[Extracted records]
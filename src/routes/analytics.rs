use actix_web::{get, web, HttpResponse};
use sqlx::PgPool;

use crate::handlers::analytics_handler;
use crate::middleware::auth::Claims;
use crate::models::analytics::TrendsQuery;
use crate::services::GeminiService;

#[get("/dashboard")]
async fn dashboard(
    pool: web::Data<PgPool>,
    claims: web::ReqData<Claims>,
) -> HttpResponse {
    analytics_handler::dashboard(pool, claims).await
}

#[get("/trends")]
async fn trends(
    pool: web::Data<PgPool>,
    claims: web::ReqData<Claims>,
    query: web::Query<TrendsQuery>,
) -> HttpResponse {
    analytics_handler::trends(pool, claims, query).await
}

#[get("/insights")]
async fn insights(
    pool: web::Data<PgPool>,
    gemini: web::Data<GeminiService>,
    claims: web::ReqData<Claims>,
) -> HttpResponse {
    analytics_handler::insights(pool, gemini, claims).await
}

> _Your instructions_
Set out the records again, exactly as they appear above.

> _Reply to the exercise_
filename src/routes/analytics.rs
use actix_web::{get, web, HttpResponse};
use sqlx::PgPool;

use crate::handlers::analytics_handler;
use crate::middleware::auth::Claims;
use crate::models::analytics::TrendsQuery;
use crate::services::GeminiService;

#[get("/dashboard")]
async fn dashboard(
    pool: web::Data<PgPool>,
    claims: web::ReqData<Claims>,
) -> HttpResponse {
    analytics_handler::dashboard(pool, claims).await
}

#[get("/trends")]
async fn trends(
    pool: web::Data<PgPool>,
    claims: web::ReqData<Claims>,
    query: web::Query<TrendsQuery>,
) -> HttpResponse {
    analytics_handler::trends(pool, claims, query).await
}

#[get("/insights")]
async fn insights(
    pool: web::Data<PgPool>,
    gemini: web::Data<GeminiService>,
    claims: web::ReqData<Claims>,
) -> HttpResponse {
    analytics_handler::insights(pool, gemini, claims).await
}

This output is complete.